Pricing: Learn about the pricing details and billing methods for AnalyticDB for MySQL.
Quick start (this guide): Provides a tutorial on how to use an AnalyticDB for MySQL Data Warehouse Edition cluster.
Step 1: Create a database account
AnalyticDB for MySQL supports two types of database accounts: privileged accounts and standard accounts. For more information about the differences between them, see Database account types.
Create a privileged account
Log on to the AnalyticDB for MySQL console. In the upper-left corner of the console, select a region. In the left-side navigation pane, click Clusters. Find the cluster that you want to manage and click the cluster ID.
In the left-side navigation pane, click Accounts.
On the Accounts page, click Create Privileged Account.
In the Create Account panel, configure the parameters.
Parameter
Description
Database Account
The name of the privileged account. Enter a name that meets the on-screen requirements.
Account Type
For a Data Warehouse Edition cluster, this parameter is automatically set to Privileged Account and cannot be changed.
New Password
The password for the privileged account. Enter a password that meets the on-screen requirements.
Confirm Password
Enter the password again to confirm.
Description
Optional. Enter a description for the account for future reference.
Click OK to create the account.
Create and authorize a standard account
Standard accounts created by running SQL statements on a Data Warehouse Edition cluster are not displayed in the console.
To create a database account, see CREATE USER.
To grant permissions to a database account, see GRANT.
To revoke permissions from a database account, see REVOKE.
To change the name of a database account, see RENAME USER.
To delete a database account, see DROP USER.
Step 2: Configure IP whitelist
By default, an IP address whitelist contains only 127.0.0.1, which prevents any device from accessing the cluster. Add IP addresses to the whitelist to allow access from other devices. For example, you can add the CIDR block 10.10.10.0/24 to allow any IP address in the 10.10.10.X range to access the cluster. To add multiple IP addresses or CIDR blocks, separate them with a comma (,) without any spaces. For example: 192.168.0.1,172.16.213.9.
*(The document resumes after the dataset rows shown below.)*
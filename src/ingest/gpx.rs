//! GPX track logs.
//!
//! Each `<trk>` becomes one track feature: a single `<trkseg>` maps to a line,
//! several to a multi-line. Track points without a `<time>` cannot be placed
//! on the timeline and are skipped.

use std::fs::File;
use std::io::{BufReader, Read};
use std::path::{Path as FsPath, PathBuf};

use chrono::{DateTime, Utc};
use chrono_tz::Tz;
use gpx::{Gpx, Waypoint};
use log::debug;
use time::OffsetDateTime;

use super::{feature_label, file_label, TrackSource};
use crate::error::{Result, TourError};
use crate::{Coordinate, Properties, TrackFeature, TrackGeometry, TrackLine};

/// A GPX file on disk.
#[derive(Debug, Clone)]
pub struct GpxTrackFile {
    pub path: PathBuf,
    pub timezone: Option<Tz>,
}

impl GpxTrackFile {
    pub fn new(path: &FsPath, timezone: Option<Tz>) -> Self {
        Self {
            path: path.to_path_buf(),
            timezone,
        }
    }

    /// Parse track features from any GPX reader.
    pub fn parse_reader<R: Read>(source_id: &str, reader: R, timezone: Option<Tz>) -> Result<Vec<TrackFeature>> {
        let gpx: Gpx = gpx::read(reader)?;
        let count = gpx.tracks.len();
        let mut features = Vec::with_capacity(count);

        for (i, track) in gpx.tracks.iter().enumerate() {
            let id = feature_label(source_id, i, count);
            let mut lines = Vec::with_capacity(track.segments.len());

            for segment in &track.segments {
                let mut coordinates = Vec::with_capacity(segment.points.len());
                let mut timestamps = Vec::with_capacity(segment.points.len());
                let mut untimed = 0usize;

                for point in &segment.points {
                    match point_instant(&id, point)? {
                        Some(t) => {
                            coordinates.push(point_coordinate(point));
                            timestamps.push(t);
                        }
                        None => untimed += 1,
                    }
                }
                if untimed > 0 {
                    debug!("[ingest] {}: skipped {} points without time", id, untimed);
                }
                lines.push(TrackLine::new(coordinates, timestamps));
            }

            let geometry = if lines.len() == 1 {
                TrackGeometry::LineString(lines.remove(0))
            } else {
                TrackGeometry::MultiLineString(lines)
            };

            features.push(TrackFeature {
                source_id: id,
                name: track.name.clone(),
                timezone,
                geometry,
                properties: Properties::new(),
            });
        }

        Ok(features)
    }
}

impl TrackSource for GpxTrackFile {
    fn read_tracks(&self) -> Result<Vec<TrackFeature>> {
        if !self.path.exists() {
            return Err(TourError::MissingInputFile {
                path: self.path.clone(),
            });
        }
        let reader = BufReader::new(File::open(&self.path)?);
        Self::parse_reader(&file_label(&self.path), reader, self.timezone)
    }
}

fn point_coordinate(point: &Waypoint) -> Coordinate {
    let p = point.point();
    let coordinate = Coordinate::new(p.y(), p.x());
    match point.elevation {
        Some(ele) => coordinate.with_elevation(ele),
        None => coordinate,
    }
}

fn point_instant(source_id: &str, point: &Waypoint) -> Result<Option<DateTime<Utc>>> {
    let Some(time) = point.time.clone() else {
        return Ok(None);
    };
    let odt = OffsetDateTime::from(time);
    DateTime::from_timestamp(odt.unix_timestamp(), odt.nanosecond())
        .map(Some)
        .ok_or_else(|| TourError::Ingest {
            source_id: source_id.to_string(),
            message: format!("track point time {} out of range", odt),
        })
}

#[cfg(test)]
mod tests {
    use super::*;

    const TWO_SEGMENTS: &str = r#"<?xml version="1.0" encoding="UTF-8"?>
<gpx version="1.1" creator="test" xmlns="http://www.topografix.com/GPX/1/1">
  <trk>
    <name>Morning</name>
    <trkseg>
      <trkpt lat="19.40" lon="-99.10"><ele>2240</ele><time>2022-05-01T08:00:00Z</time></trkpt>
      <trkpt lat="19.41" lon="-99.10"><time>2022-05-01T08:05:00Z</time></trkpt>
      <trkpt lat="19.42" lon="-99.10"></trkpt>
    </trkseg>
    <trkseg>
      <trkpt lat="19.50" lon="-99.10"><time>2022-05-01T09:00:00Z</time></trkpt>
      <trkpt lat="19.51" lon="-99.10"><time>2022-05-01T09:05:00Z</time></trkpt>
    </trkseg>
  </trk>
</gpx>"#;

    #[test]
    fn test_segments_become_multiline() {
        let features = GpxTrackFile::parse_reader("morning.gpx", TWO_SEGMENTS.as_bytes(), None).unwrap();
        assert_eq!(features.len(), 1);
        assert_eq!(features[0].name.as_deref(), Some("Morning"));

        let TrackGeometry::MultiLineString(lines) = &features[0].geometry else {
            panic!("expected multi-line geometry");
        };
        assert_eq!(lines.len(), 2);
        // Untimed third point is skipped
        assert_eq!(lines[0].coordinates.len(), 2);
        assert_eq!(lines[0].timestamps.len(), 2);
        assert_eq!(lines[0].coordinates[0].elevation, Some(2240.0));
        assert!((lines[0].coordinates[0].longitude + 99.10).abs() < 1e-9);
    }
}
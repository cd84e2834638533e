//! Read-only queries the playback front end runs against a tour document.
//!
//! The player walks each path in order, advancing a clock in elapsed seconds,
//! and pauses at vertices that carry a waypoint. These helpers answer exactly
//! those questions without the player re-deriving anything.

use std::collections::BTreeMap;

use serde::{Deserialize, Serialize};

use crate::document::MergedDocument;
use crate::{Bounds, Coordinate, MatchedWaypoint, Path};

/// Totals for a whole tour.
#[derive(Debug, Clone, PartialEq, Serialize, Deserialize)]
pub struct TourSummary {
    pub path_count: usize,
    pub waypoint_count: usize,
    pub total_duration_seconds: f64,
    pub total_distance_km: f64,
    /// Extent of all paths; `None` for an empty document.
    pub bounds: Option<Bounds>,
}

impl MergedDocument {
    /// Totals across all paths, used to size the overall playback timeline.
    pub fn summary(&self) -> TourSummary {
        let bounds = self
            .paths
            .iter()
            .filter_map(Path::bounds)
            .reduce(|acc, b| acc.union(&b));

        TourSummary {
            path_count: self.paths.len(),
            waypoint_count: self.waypoints.len(),
            total_duration_seconds: self.paths.iter().map(|p| p.duration_seconds).sum(),
            total_distance_km: self.paths.iter().map(|p| p.distance_km).sum(),
            bounds,
        }
    }

    /// Look up a path by key.
    pub fn path(&self, key: &str) -> Option<&Path> {
        self.paths.iter().find(|p| p.key.as_str() == key)
    }

    /// Waypoints of one path keyed by vertex index.
    ///
    /// When several waypoints share a vertex the later one in the document
    /// replaces the earlier, since the player shows one image per vertex.
    pub fn waypoints_for_path(&self, key: &str) -> BTreeMap<usize, &MatchedWaypoint> {
        self.waypoints
            .iter()
            .filter(|w| w.path_key.as_str() == key)
            .map(|w| (w.path_position_index, w))
            .collect()
    }
}

impl Path {
    /// Bounding box of the path's coordinates.
    pub fn bounds(&self) -> Option<Bounds> {
        Bounds::from_coordinates(&self.coordinates)
    }

    /// First vertex whose elapsed time is at least `seconds`, clamped to the
    /// last vertex. `None` for an empty path.
    pub fn vertex_index_at_elapsed(&self, seconds: f64) -> Option<usize> {
        if self.is_empty() {
            return None;
        }
        let idx = self.elapsed_seconds.partition_point(|&e| e < seconds);
        Some(idx.min(self.len() - 1))
    }

    /// Elapsed time of each vertex as a fraction of the path duration.
    ///
    /// All zeros for a zero-duration path.
    pub fn elapsed_phases(&self) -> Vec<f64> {
        if self.duration_seconds <= 0.0 {
            return vec![0.0; self.elapsed_seconds.len()];
        }
        self.elapsed_seconds
            .iter()
            .map(|e| e / self.duration_seconds)
            .collect()
    }

    /// Position along the path at `seconds` of playback, interpolated linearly
    /// between the bracketing vertices. Times outside the path clamp to its
    /// ends.
    pub fn position_at_elapsed(&self, seconds: f64) -> Option<Coordinate> {
        let first = *self.coordinates.first()?;
        let idx = self.elapsed_seconds.partition_point(|&e| e < seconds);
        if idx == 0 {
            return Some(first);
        }
        if idx >= self.len() {
            return self.coordinates.last().copied();
        }

        let (a, b) = (&self.coordinates[idx - 1], &self.coordinates[idx]);
        let (ea, eb) = (self.elapsed_seconds[idx - 1], self.elapsed_seconds[idx]);
        let t = if eb > ea {
            ((seconds - ea) / (eb - ea)).clamp(0.0, 1.0)
        } else {
            1.0
        };

        Some(Coordinate {
            latitude: a.latitude + t * (b.latitude - a.latitude),
            longitude: a.longitude + t * (b.longitude - a.longitude),
            elevation: match (a.elevation, b.elevation) {
                (Some(x), Some(y)) => Some(x + t * (y - x)),
                _ => None,
            },
        })
    }
}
WarningDo not enter 0.0.0.0 into the IP address whitelist.
If your public IP address changes frequently and you want to allow access from all public IP addresses to your AnalyticDB for MySQL cluster, contact technical support.
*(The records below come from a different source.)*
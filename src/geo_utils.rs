//! # Geographic Utilities
//!
//! Core geographic computations over coordinate sequences.
//!
//! ## Overview
//!
//! | Function | Description |
//! |----------|-------------|
//! | [`haversine_distance`] | Great-circle distance between two coordinates, meters |
//! | [`polyline_length`] | Total length of a coordinate sequence, meters |
//! | [`path_length_km`] | Total length of a path, kilometers |
//! | [`distance_point_to_path`] | Minimum distance from a point to a path, kilometers |
//! | [`nearest_point_on_path`] | Closest location on a path, with position along it |
//! | [`bearing_between`] | Initial bearing from one coordinate to another |
//! | [`compute_bounds`] | Bounding box of a coordinate sequence |
//!
//! ## Example
//!
//! ```rust
//! use tour_builder::{Coordinate, geo_utils};
//!
//! let path = vec![
//!     Coordinate::new(51.5074, -0.1278),
//!     Coordinate::new(51.5080, -0.1290),
//!     Coordinate::new(51.5090, -0.1300),
//! ];
//!
//! let length = geo_utils::path_length_km(&path).unwrap();
//! let nearest = geo_utils::nearest_point_on_path(&Coordinate::new(51.5081, -0.1288), &path).unwrap();
//! assert!(nearest.distance_km < 0.05);
//! assert!(nearest.distance_along_path_km <= length);
//! ```
//!
//! ## Algorithm Notes
//!
//! Distances use the haversine formula on a spherical Earth (mean radius
//! 6,371,008.8 m). The closest point on each segment is geo's great-circle
//! [`HaversineClosestPoint`], so segments crossing the antimeridian need no
//! special handling.

use geo::{Bearing, Closest, Distance, Haversine, HaversineClosestPoint, Line, Point};

use crate::error::{OptionExt, Result, TourError};
use crate::{Bounds, Coordinate};

// =============================================================================
// Distance Functions
// =============================================================================

/// Great-circle distance between two coordinates in meters.
///
/// # Example
///
/// ```rust
/// use tour_builder::{Coordinate, geo_utils};
///
/// let london = Coordinate::new(51.5074, -0.1278);
/// let paris = Coordinate::new(48.8566, 2.3522);
///
/// let distance = geo_utils::haversine_distance(&london, &paris);
/// assert!((distance - 343_560.0).abs() < 1000.0); // ~344 km
/// ```
#[inline]
pub fn haversine_distance(p1: &Coordinate, p2: &Coordinate) -> f64 {
    Haversine::distance(to_point(p1), to_point(p2))
}

/// Great-circle distance between two coordinates in kilometers.
#[inline]
pub fn haversine_km(p1: &Coordinate, p2: &Coordinate) -> f64 {
    haversine_distance(p1, p2) / 1000.0
}

/// Total length of a coordinate sequence in meters.
///
/// Empty or single-point sequences return 0.0.
pub fn polyline_length(points: &[Coordinate]) -> f64 {
    if points.len() < 2 {
        return 0.0;
    }

    points
        .windows(2)
        .map(|w| haversine_distance(&w[0], &w[1]))
        .sum()
}

/// Total length of a path in kilometers.
///
/// Fails with [`TourError::InvalidGeometry`] for fewer than 2 coordinates.
pub fn path_length_km(path: &[Coordinate]) -> Result<f64> {
    require_line(path)?;
    Ok(polyline_length(path) / 1000.0)
}

/// Cumulative distance in kilometers at each vertex, starting at 0.
pub fn cumulative_distances_km(path: &[Coordinate]) -> Vec<f64> {
    let mut total = 0.0;
    let mut out = Vec::with_capacity(path.len());
    for (i, p) in path.iter().enumerate() {
        if i > 0 {
            total += haversine_km(&path[i - 1], p);
        }
        out.push(total);
    }
    out
}

/// Initial bearing from `a` to `b` in degrees, in `[0, 360)`.
///
/// ```rust
/// use tour_builder::{Coordinate, geo_utils};
///
/// let south = Coordinate::new(0.0, 0.0);
/// let north = Coordinate::new(1.0, 0.0);
/// assert!(geo_utils::bearing_between(&south, &north).abs() < 1e-9);
/// ```
pub fn bearing_between(a: &Coordinate, b: &Coordinate) -> f64 {
    let bearing = Haversine::bearing(to_point(a), to_point(b));
    let normalized = bearing.rem_euclid(360.0);
    // rem_euclid can round up to exactly 360.0 for tiny negative inputs
    if normalized >= 360.0 {
        0.0
    } else {
        normalized
    }
}

// =============================================================================
// Point-to-Path Functions
// =============================================================================

/// The closest location on a path to some query point.
#[derive(Debug, Clone, Copy, PartialEq)]
pub struct NearestPoint {
    /// The closest location itself (may lie between vertices).
    pub coordinate: Coordinate,
    /// Index of the segment's first vertex (segment `i` joins vertex `i` and `i + 1`).
    pub segment_index: usize,
    /// Whichever endpoint of that segment is closer to `coordinate`.
    pub vertex_index: usize,
    /// Distance from the query point to `coordinate`.
    pub distance_km: f64,
    /// Distance from the path's first vertex to `coordinate`, along the path.
    pub distance_along_path_km: f64,
    /// `distance_along_path_km / path length`, 0 for a zero-length path.
    pub fractional_location: f64,
}

/// Minimum great-circle distance in kilometers from a point to a path.
///
/// Fails with [`TourError::InvalidGeometry`] for fewer than 2 coordinates.
pub fn distance_point_to_path(point: &Coordinate, path: &[Coordinate]) -> Result<f64> {
    require_line(path)?;

    let mut best = f64::INFINITY;
    for w in path.windows(2) {
        let candidate = closest_on_segment(point, &w[0], &w[1]);
        let d = haversine_km(point, &candidate);
        if d < best {
            best = d;
        }
    }
    Ok(best)
}

/// Find the closest location on a path to `point`.
///
/// Segments are scanned in order; on equal distance the earlier segment wins.
///
/// Fails with [`TourError::InvalidGeometry`] for fewer than 2 coordinates.
pub fn nearest_point_on_path(point: &Coordinate, path: &[Coordinate]) -> Result<NearestPoint> {
    require_line(path)?;

    let mut best_segment = 0;
    let mut best_candidate = path[0];
    let mut best_distance = f64::INFINITY;

    for (i, w) in path.windows(2).enumerate() {
        let candidate = closest_on_segment(point, &w[0], &w[1]);
        let d = haversine_km(point, &candidate);
        if d < best_distance {
            best_distance = d;
            best_segment = i;
            best_candidate = candidate;
        }
    }

    let cumulative = cumulative_distances_km(path);
    let total = *cumulative
        .last()
        .ok_or_invalid_geometry("path", path.len())?;

    let start = &path[best_segment];
    let end = &path[best_segment + 1];
    let from_start = haversine_km(start, &best_candidate);
    let from_end = haversine_km(end, &best_candidate);

    let vertex_index = if from_start <= from_end {
        best_segment
    } else {
        best_segment + 1
    };

    let distance_along_path_km = (cumulative[best_segment] + from_start).min(total);
    let fractional_location = if total > 0.0 {
        (distance_along_path_km / total).clamp(0.0, 1.0)
    } else {
        0.0
    };

    Ok(NearestPoint {
        coordinate: best_candidate,
        segment_index: best_segment,
        vertex_index,
        distance_km: best_distance,
        distance_along_path_km,
        fractional_location,
    })
}

/// Closest location to `point` on the great-circle segment `a`-`b`.
///
/// Elevation, when both endpoints have one, is interpolated by the distance
/// from `a`.
fn closest_on_segment(point: &Coordinate, a: &Coordinate, b: &Coordinate) -> Coordinate {
    let segment = Line::new(to_point(a), to_point(b));
    let closest = match segment.haversine_closest_point(&to_point(point)) {
        Closest::Intersection(p) | Closest::SinglePoint(p) => p,
        Closest::Indeterminate => return *a,
    };

    let mut candidate = Coordinate::new(closest.y(), closest.x());
    if let (Some(ea), Some(eb)) = (a.elevation, b.elevation) {
        let length = haversine_distance(a, b);
        let t = if length > 0.0 {
            (haversine_distance(a, &candidate) / length).clamp(0.0, 1.0)
        } else {
            0.0
        };
        candidate.elevation = Some(ea + t * (eb - ea));
    }
    candidate
}

// =============================================================================
// Bounding Box Functions
// =============================================================================

/// Compute the bounding box of a coordinate sequence.
///
/// For empty input, returns bounds with MIN/MAX sentinels; use
/// [`Bounds::from_coordinates`] when the input may be empty.
pub fn compute_bounds(points: &[Coordinate]) -> Bounds {
    let mut min_lat = f64::MAX;
    let mut max_lat = f64::MIN;
    let mut min_lng = f64::MAX;
    let mut max_lng = f64::MIN;

    for p in points {
        min_lat = min_lat.min(p.latitude);
        max_lat = max_lat.max(p.latitude);
        min_lng = min_lng.min(p.longitude);
        max_lng = max_lng.max(p.longitude);
    }

    Bounds {
        min_lat,
        max_lat,
        min_lng,
        max_lng,
    }
}

// =============================================================================
// Helpers
// =============================================================================

#[inline]
fn to_point(c: &Coordinate) -> Point<f64> {
    Point::new(c.longitude, c.latitude)
}

fn require_line(path: &[Coordinate]) -> Result<()> {
    if path.len() < 2 {
        return Err(TourError::InvalidGeometry {
            context: "path".to_string(),
            point_count: path.len(),
        });
    }
    Ok(())
}

// =============================================================================
// Unit Tests
// =============================================================================

#[cfg(test)]
mod tests {
    use super::*;

    fn approx_eq(a: f64, b: f64, epsilon: f64) -> bool {
        (a - b).abs() < epsilon
    }

    /// North-running line of `n` vertices spaced roughly 1 km apart.
    fn meridian_line(n: usize) -> Vec<Coordinate> {
        let km_in_deg = 1.0 / 111.195;
        (0..n)
            .map(|i| Coordinate::new(i as f64 * km_in_deg, 0.0))
            .collect()
    }

    #[test]
    fn test_haversine_distance_same_point() {
        let p = Coordinate::new(51.5074, -0.1278);
        assert_eq!(haversine_distance(&p, &p), 0.0);
    }

    #[test]
    fn test_path_length_km_rejects_single_point() {
        let single = vec![Coordinate::new(51.5074, -0.1278)];
        assert!(matches!(
            path_length_km(&single),
            Err(TourError::InvalidGeometry { point_count: 1, .. })
        ));
    }

    #[test]
    fn test_path_length_km_meridian() {
        let line = meridian_line(11);
        let km = path_length_km(&line).unwrap();
        assert!(approx_eq(km, 10.0, 0.01));
    }

    #[test]
    fn test_projection_between_vertices() {
        let line = meridian_line(3);
        let query = Coordinate::new(0.5 / 111.195, 0.001);
        let nearest = nearest_point_on_path(&query, &line).unwrap();
        assert_eq!(nearest.segment_index, 0);
        assert!(approx_eq(nearest.coordinate.longitude, 0.0, 1e-7));
        assert!(approx_eq(nearest.distance_along_path_km, 0.5, 0.01));
        assert!(approx_eq(nearest.fractional_location, 0.25, 0.01));
    }

    #[test]
    fn test_projection_clamps_to_endpoint() {
        let line = meridian_line(2);
        let before_start = Coordinate::new(-0.01, 0.0);
        let nearest = nearest_point_on_path(&before_start, &line).unwrap();
        assert_eq!(nearest.vertex_index, 0);
        assert_eq!(nearest.fractional_location, 0.0);
    }

    #[test]
    fn test_distance_point_to_path_perpendicular() {
        let line = meridian_line(3);
        // ~1.11 km east of the line at the equator
        let query = Coordinate::new(1.0 / 111.195, 0.01);
        let d = distance_point_to_path(&query, &line).unwrap();
        assert!(approx_eq(d, 1.112, 0.01));
    }

    #[test]
    fn test_zero_length_path_has_zero_fraction() {
        let p = Coordinate::new(10.0, 10.0);
        let nearest = nearest_point_on_path(&Coordinate::new(10.1, 10.0), &[p, p]).unwrap();
        assert_eq!(nearest.fractional_location, 0.0);
        assert_eq!(nearest.vertex_index, 0);
    }

    #[test]
    fn test_closest_point_interpolates_elevation() {
        let a = Coordinate::new(0.0, 0.0).with_elevation(100.0);
        let b = Coordinate::new(0.02, 0.0).with_elevation(200.0);
        let closest = closest_on_segment(&Coordinate::new(0.005, 0.003), &a, &b);
        assert!(approx_eq(closest.latitude, 0.005, 1e-6));
        assert!(approx_eq(closest.elevation.unwrap(), 125.0, 0.1));

        let flat = closest_on_segment(&Coordinate::new(0.005, 0.003), &Coordinate::new(0.0, 0.0), &b);
        assert!(flat.elevation.is_none());
    }

    #[test]
    fn test_closest_point_off_the_end_is_the_endpoint() {
        let a = Coordinate::new(0.0, 0.0);
        let b = Coordinate::new(0.01, 0.0);
        let closest = closest_on_segment(&Coordinate::new(0.02, 0.001), &a, &b);
        assert!(approx_eq(closest.latitude, 0.01, 1e-6));
        assert!(approx_eq(closest.longitude, 0.0, 1e-6));
    }

    #[test]
    fn test_bearing_east() {
        let a = Coordinate::new(0.0, 0.0);
        let b = Coordinate::new(0.0, 1.0);
        assert!(approx_eq(bearing_between(&a, &b), 90.0, 1e-6));
    }

    #[test]
    fn test_bearing_west_is_positive() {
        let a = Coordinate::new(0.0, 0.0);
        let b = Coordinate::new(0.0, -1.0);
        assert!(approx_eq(bearing_between(&a, &b), 270.0, 1e-6));
    }

    #[test]
    fn test_compute_bounds() {
        let track = vec![
            Coordinate::new(51.50, -0.13),
            Coordinate::new(51.51, -0.12),
            Coordinate::new(51.505, -0.125),
        ];
        let bounds = compute_bounds(&track);
        assert_eq!(bounds.min_lat, 51.50);
        assert_eq!(bounds.max_lat, 51.51);
        assert_eq!(bounds.min_lng, -0.13);
        assert_eq!(bounds.max_lng, -0.12);
    }
}
//! End-to-end tour building.
//!
//! ```text
//! track features -> collector -> assembler -> paths ─┐
//!                                                    ├-> matcher -> merger -> document
//!                                   point events ────┘
//! ```
//!
//! The run is a pure batch transform: the same inputs always give the same
//! document. Structural problems (duplicate keys, ambiguous time matches, no
//! paths at all) abort the run; per-segment and per-photo problems are
//! collected as diagnostics.

use log::info;

use crate::assembler::assemble_paths;
use crate::collector::{collect_features, collect_segments, CollectedSegments};
use crate::document::{merge, MergedDocument};
use crate::error::{Diagnostic, Result, TourError};
use crate::matcher::match_waypoints;
use crate::{PointEvent, RawSegment, TourConfig, TrackFeature};

/// A finished run: the document and everything that was dropped on the way.
#[derive(Debug, Clone)]
pub struct TourBuild {
    pub document: MergedDocument,
    pub diagnostics: Vec<Diagnostic>,
}

/// Build a tour from adapter-level track features and point events.
pub fn build_tour(
    features: Vec<TrackFeature>,
    points: Vec<PointEvent>,
    config: &TourConfig,
) -> Result<TourBuild> {
    let collected = collect_features(features, config)?;
    finish(collected, points, config)
}

/// Build a tour from already-split raw segments.
pub fn build_tour_from_segments(
    segments: Vec<RawSegment>,
    points: Vec<PointEvent>,
    config: &TourConfig,
) -> Result<TourBuild> {
    let collected = collect_segments(segments, config)?;
    finish(collected, points, config)
}

fn finish(collected: CollectedSegments, points: Vec<PointEvent>, config: &TourConfig) -> Result<TourBuild> {
    let assembled = assemble_paths(collected);
    if assembled.paths.is_empty() {
        return Err(TourError::NoPaths);
    }

    let mut diagnostics = assembled.diagnostics;
    let matched = match_waypoints(&assembled.paths, &points, config)?;
    diagnostics.extend(matched.diagnostics);

    let document = merge(assembled.paths, matched.waypoints);

    info!(
        "[pipeline] Tour ready: {} paths, {} waypoints, {} diagnostics",
        document.paths.len(),
        document.waypoints.len(),
        diagnostics.len()
    );

    Ok(TourBuild {
        document,
        diagnostics,
    })
}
An IP address whitelist provides a high level of security for your AnalyticDB for MySQL cluster. We recommend that you maintain your whitelist regularly.
Configuring an IP address whitelist does not affect the normal operation of your AnalyticDB for MySQL cluster. Changes to the whitelist take effect within one minute.
Procedure
Log on to the AnalyticDB for MySQL console. In the upper-left corner of the console, select a region. In the left-side navigation pane, click Clusters. Find the cluster that you want to manage and click the cluster ID.
In the left-side navigation pane, click Data Security.
On the Whitelist Settings page, find the default whitelist group and click Modify in the Actions column.
NoteYou can also click Create Whitelist to create a custom group.
In the Edit Whitelist dialog box, delete the default IP address 127.0.0.1. Enter the IP addresses or CIDR blocks that need to access the cluster, and then click OK.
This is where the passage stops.